§ Input data
= Beginning of Section =

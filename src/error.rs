//! Error types for the seqkit library.
//!
//! ## Key Components
//!
//! - [`SequenceError`]: Returned by sequence, cache, cursor and list
//!   operations. Every variant is a local precondition or consistency failure;
//!   nothing here is transient or worth retrying.
//! - [`InvariantError`]: Returned when an internal algorithmic invariant is
//!   violated (a derived value that does not reproduce its input, a recursion
//!   that fails to bottom out). Surfaced through [`SequenceError::Invariant`].
//! - [`ConfigError`]: Returned when builder parameters are invalid
//!   (e.g. a sieve too small to hold its seed primes).
//!
//! ## Example Usage
//!
//! ```
//! use seqkit::error::SequenceError;
//! use seqkit::prelude::*;
//!
//! let fib = FibonacciNumber::new();
//! let err = fib.sub_list(5, 5).unwrap_err();
//! assert!(matches!(err, SequenceError::InvalidArgument(_)));
//! ```

use std::fmt;

// ---------------------------------------------------------------------------
// SequenceError
// ---------------------------------------------------------------------------

/// Error returned by sequence operations.
///
/// # Example
///
/// ```
/// use seqkit::error::SequenceError;
/// use seqkit::prelude::*;
///
/// let mut cursor = PellNumber::new().cursor();
/// assert_eq!(cursor.previous().unwrap_err(), SequenceError::NoSuchElement);
/// ```
#[derive(Debug, Clone, PartialEq, Eq)]
pub enum SequenceError {
    /// A precondition on an argument failed (malformed range, index underflow,
    /// value out of the representable range).
    InvalidArgument(String),
    /// The cache was asked to initialize a second time.
    AlreadyInitialized,
    /// A mutation was attempted on an immutable view.
    UnsupportedOperation(&'static str),
    /// A cursor was moved past one of its boundaries.
    NoSuchElement,
    /// An internal consistency check failed.
    Invariant(InvariantError),
}

impl SequenceError {
    /// Shorthand for [`SequenceError::InvalidArgument`].
    #[inline]
    pub fn invalid(msg: impl Into<String>) -> Self {
        Self::InvalidArgument(msg.into())
    }
}

impl fmt::Display for SequenceError {
    fn fmt(&self, f: &mut fmt::Formatter<'_>) -> fmt::Result {
        match self {
            Self::InvalidArgument(msg) => write!(f, "invalid argument: {msg}"),
            Self::AlreadyInitialized => f.write_str("cache is already initialized"),
            Self::UnsupportedOperation(op) => write!(f, "unsupported operation: {op}"),
            Self::NoSuchElement => f.write_str("no such element"),
            Self::Invariant(err) => write!(f, "internal consistency failure: {err}"),
        }
    }
}

impl std::error::Error for SequenceError {
    fn source(&self) -> Option<&(dyn std::error::Error + 'static)> {
        match self {
            Self::Invariant(err) => Some(err),
            _ => None,
        }
    }
}

impl From<InvariantError> for SequenceError {
    #[inline]
    fn from(err: InvariantError) -> Self {
        Self::Invariant(err)
    }
}

// ---------------------------------------------------------------------------
// InvariantError
// ---------------------------------------------------------------------------

/// Error returned when an internal algorithmic invariant is violated.
///
/// Carries a human-readable description of which invariant failed.
#[derive(Debug, Clone, PartialEq, Eq)]
pub struct InvariantError(String);

impl InvariantError {
    /// Creates a new `InvariantError` with the given description.
    #[inline]
    pub fn new(msg: impl Into<String>) -> Self {
        Self(msg.into())
    }

    /// Returns the error description.
    #[inline]
    pub fn message(&self) -> &str {
        &self.0
    }
}

impl fmt::Display for InvariantError {
    fn fmt(&self, f: &mut fmt::Formatter<'_>) -> fmt::Result {
        f.write_str(&self.0)
    }
}

impl std::error::Error for InvariantError {}

// ---------------------------------------------------------------------------
// ConfigError
// ---------------------------------------------------------------------------

/// Error returned when builder parameters are invalid.
///
/// Produced by fallible constructors such as
/// [`SieveBuilder::try_build`](crate::sieve::SieveBuilder::try_build). Carries
/// a human-readable description of which parameter failed validation.
///
/// # Example
///
/// ```
/// use seqkit::sieve::AtkinSieve;
///
/// let err = AtkinSieve::builder().initial_size(1).try_build().unwrap_err();
/// assert!(err.to_string().contains("initial_size"));
/// ```
#[derive(Debug, Clone, PartialEq, Eq)]
pub struct ConfigError(String);

impl ConfigError {
    /// Creates a new `ConfigError` with the given description.
    #[inline]
    pub fn new(msg: impl Into<String>) -> Self {
        Self(msg.into())
    }

    /// Returns the error description.
    #[inline]
    pub fn message(&self) -> &str {
        &self.0
    }
}

impl fmt::Display for ConfigError {
    fn fmt(&self, f: &mut fmt::Formatter<'_>) -> fmt::Result {
        f.write_str(&self.0)
    }
}

impl std::error::Error for ConfigError {}

// ---------------------------------------------------------------------------
// Tests
// ---------------------------------------------------------------------------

= End of Section =

§ What is needed
Give all of the material again, exactly.

§ Result of the exercise
filename src/error.rs
//! Error types for the seqkit library.
//!
//! ## Key Components
//!
//! - [`SequenceError`]: Returned by sequence, cache, cursor and list
//!   operations. Every variant is a local precondition or consistency failure;
//!   nothing here is transient or worth retrying.
//! - [`InvariantError`]: Returned when an internal algorithmic invariant is
//!   violated (a derived value that does not reproduce its input, a recursion
//!   that fails to bottom out). Surfaced through [`SequenceError::Invariant`].
//! - [`ConfigError`]: Returned when builder parameters are invalid
//!   (e.g. a sieve too small to hold its seed primes).
//!
//! ## Example Usage
//!
//! ```
//! use seqkit::error::SequenceError;
//! use seqkit::prelude::*;
//!
//! let fib = FibonacciNumber::new();
//! let err = fib.sub_list(5, 5).unwrap_err();
//! assert!(matches!(err, SequenceError::InvalidArgument(_)));
//! ```

use std::fmt;

// ---------------------------------------------------------------------------
// SequenceError
// ---------------------------------------------------------------------------

/// Error returned by sequence operations.
///
/// # Example
///
/// ```
/// use seqkit::error::SequenceError;
/// use seqkit::prelude::*;
///
/// let mut cursor = PellNumber::new().cursor();
/// assert_eq!(cursor.previous().unwrap_err(), SequenceError::NoSuchElement);
/// ```
#[derive(Debug, Clone, PartialEq, Eq)]
pub enum SequenceError {
    /// A precondition on an argument failed (malformed range, index underflow,
    /// value out of the representable range).
    InvalidArgument(String),
    /// The cache was asked to initialize a second time.
    AlreadyInitialized,
    /// A mutation was attempted on an immutable view.
    UnsupportedOperation(&'static str),
    /// A cursor was moved past one of its boundaries.
    NoSuchElement,
    /// An internal consistency check failed.
    Invariant(InvariantError),
}

impl SequenceError {
    /// Shorthand for [`SequenceError::InvalidArgument`].
    #[inline]
    pub fn invalid(msg: impl Into<String>) -> Self {
        Self::InvalidArgument(msg.into())
    }
}

impl fmt::Display for SequenceError {
    fn fmt(&self, f: &mut fmt::Formatter<'_>) -> fmt::Result {
        match self {
            Self::InvalidArgument(msg) => write!(f, "invalid argument: {msg}"),
            Self::AlreadyInitialized => f.write_str("cache is already initialized"),
            Self::UnsupportedOperation(op) => write!(f, "unsupported operation: {op}"),
            Self::NoSuchElement => f.write_str("no such element"),
            Self::Invariant(err) => write!(f, "internal consistency failure: {err}"),
        }
    }
}

impl std::error::Error for SequenceError {
    fn source(&self) -> Option<&(dyn std::error::Error + 'static)> {
        match self {
            Self::Invariant(err) => Some(err),
            _ => None,
        }
    }
}

impl From<InvariantError> for SequenceError {
    #[inline]
    fn from(err: InvariantError) -> Self {
        Self::Invariant(err)
    }
}

// ---------------------------------------------------------------------------
// InvariantError
// ---------------------------------------------------------------------------

/// Error returned when an internal algorithmic invariant is violated.
///
/// Carries a human-readable description of which invariant failed.
#[derive(Debug, Clone, PartialEq, Eq)]
pub struct InvariantError(String);

impl InvariantError {
    /// Creates a new `InvariantError` with the given description.
    #[inline]
    pub fn new(msg: impl Into<String>) -> Self {
        Self(msg.into())
    }

    /// Returns the error description.
    #[inline]
    pub fn message(&self) -> &str {
        &self.0
    }
}

impl fmt::Display for InvariantError {
    fn fmt(&self, f: &mut fmt::Formatter<'_>) -> fmt::Result {
        f.write_str(&self.0)
    }
}

impl std::error::Error for InvariantError {}

// ---------------------------------------------------------------------------
// ConfigError
// ---------------------------------------------------------------------------

/// Error returned when builder parameters are invalid.
///
/// Produced by fallible constructors such as
/// [`SieveBuilder::try_build`](crate::sieve::SieveBuilder::try_build). Carries
/// a human-readable description of which parameter failed validation.
///
/// # Example
///
/// ```
/// use seqkit::sieve::AtkinSieve;
///
/// let err = AtkinSieve::builder().initial_size(1).try_build().unwrap_err();
/// assert!(err.to_string().contains("initial_size"));
/// ```
#[derive(Debug, Clone, PartialEq, Eq)]
pub struct ConfigError(String);

impl ConfigError {
    /// Creates a new `ConfigError` with the given description.
    #[inline]
    pub fn new(msg: impl Into<String>) -> Self {
        Self(msg.into())
    }

    /// Returns the error description.
    #[inline]
    pub fn message(&self) -> &str {
        &self.0
    }
}

impl fmt::Display for ConfigError {
    fn fmt(&self, f: &mut fmt::Formatter<'_>) -> fmt::Result {
        f.write_str(&self.0)
    }
}

impl std::error::Error for ConfigError {}

// ---------------------------------------------------------------------------
// Tests
// ---------------------------------------------------------------------------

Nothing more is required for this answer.